*** Opening of AVAILABLE DATA ***
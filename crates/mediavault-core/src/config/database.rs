//! Database configuration.

use serde::{Deserialize, Serialize};

/// Folder and file persistence configuration.
#[derive(Debug, Clone, Serialize, Deserialize)]
pub struct DatabaseConfig {
    /// Persistence backend: `"postgres"` or `"memory"`.
    #[serde(default = "default_provider")]
    pub provider: String,
    /// PostgreSQL connection URL (required for the `postgres` provider).
    #[serde(default)]
    pub url: String,
    /// Maximum number of connections in the pool.
    #[serde(default = "default_max_connections")]
    pub max_connections: u32,
    /// Minimum number of connections in the pool.
    #[serde(default = "default_min_connections")]
    pub min_connections: u32,
    /// Connection timeout in seconds.
    #[serde(default = "default_connect_timeout")]
    pub connect_timeout_seconds: u64,
    /// Idle connection timeout in seconds.
    #[serde(default = "default_idle_timeout")]
    pub idle_timeout_seconds: u64,
}

impl Default for DatabaseConfig {
    fn default() -> Self {
        Self {
            provider: default_provider(),
            url: String::new(),
            max_connections: default_max_connections(),
            min_connections: default_min_connections(),
            connect_timeout_seconds: default_connect_timeout(),
            idle_timeout_seconds: default_idle_timeout(),
        }
    }
}

fn default_provider() -> String {
    "postgres".to_string()
}

fn default_max_connections() -> u32 {
    20
}

fn default_min_connections() -> u32 {
    5
}

fn default_connect_timeout() -> u64 {
    10
}

fn default_idle_timeout() -> u64 {
    300
}
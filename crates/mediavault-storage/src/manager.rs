//! Blob storage selection from configuration.

use std::sync::Arc;

use tracing::info;

use mediavault_core::config::StorageConfig;
use mediavault_core::error::AppError;
use mediavault_core::result::AppResult;
use mediavault_core::traits::storage::BlobStorage;

use crate::providers::MemoryBlobStorage;

/// Build the blob storage named by `config.provider`.
pub async fn build_blob_storage(config: &StorageConfig) -> AppResult<Arc<dyn BlobStorage>> {
    let storage: Arc<dyn BlobStorage> = match config.provider.as_str() {
        #[cfg(feature = "local")]
        "local" => {
            info!(root = %config.local.root_path, "Initializing local blob storage");
            Arc::new(crate::providers::LocalBlobStorage::new(&config.local.root_path).await?)
        }
        "memory" => {
            info!("Initializing in-memory blob storage");
            Arc::new(MemoryBlobStorage::new())
        }
        other => {
            return Err(AppError::configuration(format!(
                "Unknown storage provider: '{other}'. Supported: local, memory"
            )));
        }
    };

    Ok(storage)
}
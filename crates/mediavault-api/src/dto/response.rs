//! Response DTOs.

use chrono::{DateTime, Utc};
use serde::{Deserialize, Serialize};
use uuid::Uuid;

use mediavault_entity::file::EntityRef;
use mediavault_entity::folder::Folder;
use mediavault_service::FileDetails;

/// The folder fields embedded in a file response.
#[derive(Debug, Clone, Serialize, Deserialize)]
pub struct FolderSummary {
    /// Folder ID.
    pub id: i64,
    /// Folder uid.
    pub uid: Uuid,
    /// Folder name.
    pub name: String,
    /// Folder path.
    pub path: String,
}

impl From<Folder> for FolderSummary {
    fn from(folder: Folder) -> Self {
        Self {
            id: folder.id,
            uid: folder.uid,
            name: folder.name,
            path: folder.path,
        }
    }
}

/// A file as returned to clients.
#[derive(Debug, Clone, Serialize, Deserialize)]
#[serde(rename_all = "camelCase")]
pub struct FileResponse {
    /// File ID.
    pub id: i64,
    /// File name.
    pub name: String,
    /// MIME type.
    pub mime: Option<String>,
    /// Size in bytes.
    pub size: i64,
    /// Path of the folder at association time.
    pub folder_path: String,
    /// The current folder, if the file still has one.
    pub folder: Option<FolderSummary>,
    /// The entry the file is attached to.
    #[serde(skip_serializing_if = "Option::is_none")]
    pub related: Option<EntityRef>,
    /// Creation time.
    pub created_at: DateTime<Utc>,
    /// Last update time.
    pub updated_at: DateTime<Utc>,
}

impl From<FileDetails> for FileResponse {
    fn from(details: FileDetails) -> Self {
        let related = details.file.related();
        let file = details.file;
        Self {
            id: file.id,
            name: file.name,
            mime: file.mime_type,
            size: file.size_bytes,
            folder_path: file.folder_path,
            folder: details.folder.map(FolderSummary::from),
            related,
            created_at: file.created_at,
            updated_at: file.updated_at,
        }
    }
}

/// A list of folders.
#[derive(Debug, Clone, Serialize, Deserialize)]
pub struct FolderListResponse {
    /// The folders.
    pub results: Vec<Folder>,
}

/// Bulk delete outcome.
#[derive(Debug, Clone, Serialize, Deserialize)]
pub struct BulkDeleteResponse {
    /// Number of folders removed, descendants included.
    pub deleted: u64,
}

/// Health check response.
#[derive(Debug, Clone, Serialize, Deserialize)]
pub struct HealthResponse {
    /// `ok` when every backend answers, otherwise `degraded`.
    pub status: String,
    /// Server version.
    pub version: String,
    /// Whether folder/file persistence is reachable.
    pub database: bool,
    /// Whether blob storage is reachable.
    pub storage: bool,
}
*** Close of AVAILABLE DATA ***
WORK INSTRUCTION: Reproduce each line of the data containing the word "Initializing".

RESULT:
            info!(root = %config.local.root_path, "Initializing local blob storage");
            info!("Initializing in-memory blob storage");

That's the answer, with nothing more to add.